[What is being asked] Using the records below, quote only the span that opens with the line containing "impl Default for GeneratorConfig" and closes with the line containing "from a JSON file", exactly and inclusively.

--- Extracted entries ---

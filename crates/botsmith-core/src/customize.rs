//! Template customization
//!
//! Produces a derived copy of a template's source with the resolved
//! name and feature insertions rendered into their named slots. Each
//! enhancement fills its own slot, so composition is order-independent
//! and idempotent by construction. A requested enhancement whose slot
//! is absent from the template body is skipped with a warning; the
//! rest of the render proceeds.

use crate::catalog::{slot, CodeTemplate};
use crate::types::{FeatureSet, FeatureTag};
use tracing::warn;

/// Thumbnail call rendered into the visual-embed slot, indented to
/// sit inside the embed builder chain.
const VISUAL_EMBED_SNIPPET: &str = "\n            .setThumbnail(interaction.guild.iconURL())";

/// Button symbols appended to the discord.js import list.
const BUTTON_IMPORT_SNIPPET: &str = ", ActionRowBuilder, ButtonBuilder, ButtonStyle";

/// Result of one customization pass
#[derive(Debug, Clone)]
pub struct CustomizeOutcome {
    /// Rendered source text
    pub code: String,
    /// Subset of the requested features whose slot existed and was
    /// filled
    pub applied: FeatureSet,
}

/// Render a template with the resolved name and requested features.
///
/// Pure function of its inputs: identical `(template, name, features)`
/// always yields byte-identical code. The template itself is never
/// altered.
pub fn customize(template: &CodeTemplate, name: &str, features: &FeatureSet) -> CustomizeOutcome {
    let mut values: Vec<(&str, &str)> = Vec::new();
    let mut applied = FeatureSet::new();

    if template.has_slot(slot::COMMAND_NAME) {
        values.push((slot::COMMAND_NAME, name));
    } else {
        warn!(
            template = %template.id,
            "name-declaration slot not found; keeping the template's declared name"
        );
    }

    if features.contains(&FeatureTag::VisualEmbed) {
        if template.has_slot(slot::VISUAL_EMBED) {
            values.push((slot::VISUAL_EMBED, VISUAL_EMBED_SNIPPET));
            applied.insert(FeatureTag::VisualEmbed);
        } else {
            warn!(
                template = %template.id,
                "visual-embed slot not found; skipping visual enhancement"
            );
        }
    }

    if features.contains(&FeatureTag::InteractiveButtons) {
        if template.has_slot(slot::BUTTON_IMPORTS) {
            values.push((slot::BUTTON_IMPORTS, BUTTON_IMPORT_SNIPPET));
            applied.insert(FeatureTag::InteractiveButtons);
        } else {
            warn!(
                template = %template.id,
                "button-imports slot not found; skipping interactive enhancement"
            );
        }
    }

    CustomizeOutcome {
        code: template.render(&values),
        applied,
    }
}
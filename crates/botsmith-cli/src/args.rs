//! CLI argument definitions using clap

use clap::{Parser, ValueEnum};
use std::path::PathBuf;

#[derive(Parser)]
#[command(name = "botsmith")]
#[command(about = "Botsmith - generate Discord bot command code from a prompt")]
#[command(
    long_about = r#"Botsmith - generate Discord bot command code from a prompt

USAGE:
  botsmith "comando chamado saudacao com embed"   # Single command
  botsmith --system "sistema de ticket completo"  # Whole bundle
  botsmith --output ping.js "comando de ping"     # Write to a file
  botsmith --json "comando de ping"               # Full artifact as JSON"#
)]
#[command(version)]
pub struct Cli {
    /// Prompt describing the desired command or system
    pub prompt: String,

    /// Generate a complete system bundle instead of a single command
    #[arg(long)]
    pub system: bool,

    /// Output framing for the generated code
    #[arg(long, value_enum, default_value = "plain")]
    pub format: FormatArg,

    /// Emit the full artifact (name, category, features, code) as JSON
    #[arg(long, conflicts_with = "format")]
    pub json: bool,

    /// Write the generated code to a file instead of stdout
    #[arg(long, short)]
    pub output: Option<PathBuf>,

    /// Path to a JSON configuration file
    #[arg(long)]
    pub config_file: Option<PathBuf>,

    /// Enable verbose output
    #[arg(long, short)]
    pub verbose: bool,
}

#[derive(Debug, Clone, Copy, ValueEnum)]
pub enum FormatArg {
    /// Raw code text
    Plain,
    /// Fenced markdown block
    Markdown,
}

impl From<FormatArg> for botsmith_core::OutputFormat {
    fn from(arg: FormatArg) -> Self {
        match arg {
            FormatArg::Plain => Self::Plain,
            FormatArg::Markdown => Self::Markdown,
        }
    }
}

---
--- Extracted entries ---

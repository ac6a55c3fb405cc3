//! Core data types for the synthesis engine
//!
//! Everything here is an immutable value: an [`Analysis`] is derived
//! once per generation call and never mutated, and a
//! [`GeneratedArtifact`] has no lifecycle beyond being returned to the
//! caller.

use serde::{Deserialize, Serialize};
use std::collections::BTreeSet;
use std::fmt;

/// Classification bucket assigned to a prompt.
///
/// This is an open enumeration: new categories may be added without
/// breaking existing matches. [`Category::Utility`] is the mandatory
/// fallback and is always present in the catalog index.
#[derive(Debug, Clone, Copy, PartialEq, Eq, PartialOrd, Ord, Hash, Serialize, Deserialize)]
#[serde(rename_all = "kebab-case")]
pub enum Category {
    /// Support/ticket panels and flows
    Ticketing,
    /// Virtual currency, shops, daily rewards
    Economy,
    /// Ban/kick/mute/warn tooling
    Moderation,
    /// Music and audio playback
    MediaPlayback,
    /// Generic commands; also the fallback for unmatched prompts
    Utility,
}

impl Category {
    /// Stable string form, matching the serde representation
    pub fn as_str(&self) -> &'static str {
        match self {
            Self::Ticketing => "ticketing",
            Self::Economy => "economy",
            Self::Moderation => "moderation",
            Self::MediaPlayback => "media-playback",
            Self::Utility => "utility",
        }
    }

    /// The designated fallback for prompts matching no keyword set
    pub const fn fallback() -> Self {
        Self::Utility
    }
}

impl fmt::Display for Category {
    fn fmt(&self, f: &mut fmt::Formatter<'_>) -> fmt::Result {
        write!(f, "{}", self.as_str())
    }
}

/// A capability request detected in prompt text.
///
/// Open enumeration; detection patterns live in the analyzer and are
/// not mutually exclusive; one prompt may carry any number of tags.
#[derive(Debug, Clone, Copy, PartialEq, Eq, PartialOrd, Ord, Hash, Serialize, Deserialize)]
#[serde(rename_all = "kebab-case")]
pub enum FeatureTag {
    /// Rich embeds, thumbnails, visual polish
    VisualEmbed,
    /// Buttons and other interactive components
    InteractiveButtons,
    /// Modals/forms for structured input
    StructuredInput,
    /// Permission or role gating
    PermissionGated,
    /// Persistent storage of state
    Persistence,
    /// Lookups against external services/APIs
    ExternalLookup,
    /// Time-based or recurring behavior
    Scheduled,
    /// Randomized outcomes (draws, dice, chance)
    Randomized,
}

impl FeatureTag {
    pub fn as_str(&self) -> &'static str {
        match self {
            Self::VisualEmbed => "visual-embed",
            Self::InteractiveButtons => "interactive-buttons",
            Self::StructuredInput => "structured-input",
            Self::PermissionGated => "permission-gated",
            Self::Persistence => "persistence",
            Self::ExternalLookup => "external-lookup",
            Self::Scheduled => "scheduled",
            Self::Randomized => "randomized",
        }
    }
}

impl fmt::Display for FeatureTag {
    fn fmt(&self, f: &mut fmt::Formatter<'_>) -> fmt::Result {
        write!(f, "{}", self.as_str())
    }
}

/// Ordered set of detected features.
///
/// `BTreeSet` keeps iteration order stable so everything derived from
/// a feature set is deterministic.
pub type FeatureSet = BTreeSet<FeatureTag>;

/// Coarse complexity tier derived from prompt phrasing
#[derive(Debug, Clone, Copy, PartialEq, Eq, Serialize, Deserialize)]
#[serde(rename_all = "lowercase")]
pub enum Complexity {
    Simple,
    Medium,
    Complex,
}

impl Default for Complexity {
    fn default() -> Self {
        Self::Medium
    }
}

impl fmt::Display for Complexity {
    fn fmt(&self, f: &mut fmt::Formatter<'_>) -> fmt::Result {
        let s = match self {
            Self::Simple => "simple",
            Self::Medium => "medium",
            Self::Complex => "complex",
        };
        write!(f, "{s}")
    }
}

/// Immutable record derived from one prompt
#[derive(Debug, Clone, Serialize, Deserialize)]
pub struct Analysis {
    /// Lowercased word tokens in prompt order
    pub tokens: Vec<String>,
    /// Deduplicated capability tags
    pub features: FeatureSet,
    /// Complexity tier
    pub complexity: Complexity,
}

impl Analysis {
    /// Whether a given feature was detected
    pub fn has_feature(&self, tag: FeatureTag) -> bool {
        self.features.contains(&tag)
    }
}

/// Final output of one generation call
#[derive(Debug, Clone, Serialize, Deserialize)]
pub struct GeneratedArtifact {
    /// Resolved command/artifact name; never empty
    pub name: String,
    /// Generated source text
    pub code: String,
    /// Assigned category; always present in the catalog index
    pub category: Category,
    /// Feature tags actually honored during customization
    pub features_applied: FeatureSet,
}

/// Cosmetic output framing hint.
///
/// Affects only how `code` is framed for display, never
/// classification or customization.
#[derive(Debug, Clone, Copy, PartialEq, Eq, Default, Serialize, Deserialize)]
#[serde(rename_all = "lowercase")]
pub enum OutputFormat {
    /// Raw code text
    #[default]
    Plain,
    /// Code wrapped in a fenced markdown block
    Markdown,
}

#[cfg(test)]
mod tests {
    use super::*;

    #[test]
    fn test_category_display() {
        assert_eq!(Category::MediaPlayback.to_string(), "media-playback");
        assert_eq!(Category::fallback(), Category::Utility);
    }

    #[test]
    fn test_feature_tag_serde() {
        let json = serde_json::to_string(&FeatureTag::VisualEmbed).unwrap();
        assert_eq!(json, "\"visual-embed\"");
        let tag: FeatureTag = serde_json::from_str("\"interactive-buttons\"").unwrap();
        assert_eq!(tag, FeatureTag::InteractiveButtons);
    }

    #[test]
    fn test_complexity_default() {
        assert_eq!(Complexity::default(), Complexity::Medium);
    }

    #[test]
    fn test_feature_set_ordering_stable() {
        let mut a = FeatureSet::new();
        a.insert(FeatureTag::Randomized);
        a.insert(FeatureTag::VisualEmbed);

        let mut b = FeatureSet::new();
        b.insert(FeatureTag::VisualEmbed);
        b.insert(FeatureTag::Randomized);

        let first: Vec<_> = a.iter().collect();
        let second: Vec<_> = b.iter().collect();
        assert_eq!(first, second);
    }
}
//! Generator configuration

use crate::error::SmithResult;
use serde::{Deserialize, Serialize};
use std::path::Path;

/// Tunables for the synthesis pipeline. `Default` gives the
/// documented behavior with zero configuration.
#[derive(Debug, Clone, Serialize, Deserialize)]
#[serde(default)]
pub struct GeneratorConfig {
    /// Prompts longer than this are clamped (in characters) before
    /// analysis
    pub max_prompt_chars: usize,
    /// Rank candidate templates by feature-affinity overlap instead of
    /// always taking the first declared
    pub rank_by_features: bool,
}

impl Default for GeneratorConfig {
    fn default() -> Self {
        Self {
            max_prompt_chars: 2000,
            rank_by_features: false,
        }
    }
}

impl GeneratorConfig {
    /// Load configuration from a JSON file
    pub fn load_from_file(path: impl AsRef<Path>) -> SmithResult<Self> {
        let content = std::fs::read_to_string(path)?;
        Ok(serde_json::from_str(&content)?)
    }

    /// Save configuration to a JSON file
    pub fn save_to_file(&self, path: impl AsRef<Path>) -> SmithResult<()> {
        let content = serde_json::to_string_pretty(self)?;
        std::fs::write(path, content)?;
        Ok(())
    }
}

---
--- Extracted entries ---

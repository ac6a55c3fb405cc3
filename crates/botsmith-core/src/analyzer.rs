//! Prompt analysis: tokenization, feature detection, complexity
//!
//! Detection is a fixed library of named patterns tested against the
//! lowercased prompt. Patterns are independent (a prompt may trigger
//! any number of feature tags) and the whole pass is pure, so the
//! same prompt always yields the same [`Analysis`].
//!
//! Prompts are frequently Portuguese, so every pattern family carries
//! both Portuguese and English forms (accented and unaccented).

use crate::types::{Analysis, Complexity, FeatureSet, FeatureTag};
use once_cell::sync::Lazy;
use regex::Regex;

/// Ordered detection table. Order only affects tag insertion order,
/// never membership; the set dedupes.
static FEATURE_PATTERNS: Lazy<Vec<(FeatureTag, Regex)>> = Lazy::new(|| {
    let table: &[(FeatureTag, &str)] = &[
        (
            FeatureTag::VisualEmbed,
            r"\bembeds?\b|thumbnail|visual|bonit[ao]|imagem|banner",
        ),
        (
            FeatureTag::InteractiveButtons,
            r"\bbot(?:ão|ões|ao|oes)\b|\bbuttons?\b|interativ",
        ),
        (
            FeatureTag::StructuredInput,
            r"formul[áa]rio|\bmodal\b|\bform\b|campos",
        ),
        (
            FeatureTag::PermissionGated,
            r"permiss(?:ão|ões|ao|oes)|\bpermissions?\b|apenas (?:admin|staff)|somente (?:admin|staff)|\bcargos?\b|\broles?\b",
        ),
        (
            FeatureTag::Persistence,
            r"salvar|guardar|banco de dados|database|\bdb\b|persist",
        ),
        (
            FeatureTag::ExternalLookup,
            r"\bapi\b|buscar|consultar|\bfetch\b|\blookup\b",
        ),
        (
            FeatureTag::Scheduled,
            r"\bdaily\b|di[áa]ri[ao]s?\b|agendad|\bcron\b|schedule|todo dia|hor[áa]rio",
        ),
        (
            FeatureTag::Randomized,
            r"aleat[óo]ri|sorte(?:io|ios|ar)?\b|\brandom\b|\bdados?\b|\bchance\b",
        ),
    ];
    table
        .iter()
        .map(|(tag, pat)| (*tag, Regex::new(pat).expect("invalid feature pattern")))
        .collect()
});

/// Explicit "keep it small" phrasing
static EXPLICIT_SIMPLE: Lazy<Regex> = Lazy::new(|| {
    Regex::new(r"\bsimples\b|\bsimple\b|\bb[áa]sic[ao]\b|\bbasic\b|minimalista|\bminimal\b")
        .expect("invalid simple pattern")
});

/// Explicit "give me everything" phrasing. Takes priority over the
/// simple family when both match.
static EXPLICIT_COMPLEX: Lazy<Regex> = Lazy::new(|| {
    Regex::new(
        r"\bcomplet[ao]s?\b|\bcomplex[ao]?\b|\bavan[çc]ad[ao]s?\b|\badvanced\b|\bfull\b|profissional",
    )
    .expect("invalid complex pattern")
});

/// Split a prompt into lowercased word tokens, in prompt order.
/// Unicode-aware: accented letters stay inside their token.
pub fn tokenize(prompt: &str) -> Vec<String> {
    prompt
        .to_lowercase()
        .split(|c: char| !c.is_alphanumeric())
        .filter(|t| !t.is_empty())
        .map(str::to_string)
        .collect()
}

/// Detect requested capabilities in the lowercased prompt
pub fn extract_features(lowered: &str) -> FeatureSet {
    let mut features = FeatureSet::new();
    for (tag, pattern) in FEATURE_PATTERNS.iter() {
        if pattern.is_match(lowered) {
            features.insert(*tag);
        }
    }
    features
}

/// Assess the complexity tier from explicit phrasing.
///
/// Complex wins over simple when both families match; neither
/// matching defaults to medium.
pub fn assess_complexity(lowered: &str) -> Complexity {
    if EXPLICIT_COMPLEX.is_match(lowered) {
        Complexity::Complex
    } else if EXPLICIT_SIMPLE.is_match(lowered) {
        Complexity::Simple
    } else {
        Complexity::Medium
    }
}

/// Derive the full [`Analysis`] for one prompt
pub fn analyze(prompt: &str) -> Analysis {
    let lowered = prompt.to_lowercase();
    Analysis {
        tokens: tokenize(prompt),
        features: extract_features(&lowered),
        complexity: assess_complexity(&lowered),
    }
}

---

[Result below]
impl Default for GeneratorConfig {
    fn default() -> Self {
        Self {
            max_prompt_chars: 2000,
            rank_by_features: false,
        }
    }
}

impl GeneratorConfig {
    /// Load configuration from a JSON file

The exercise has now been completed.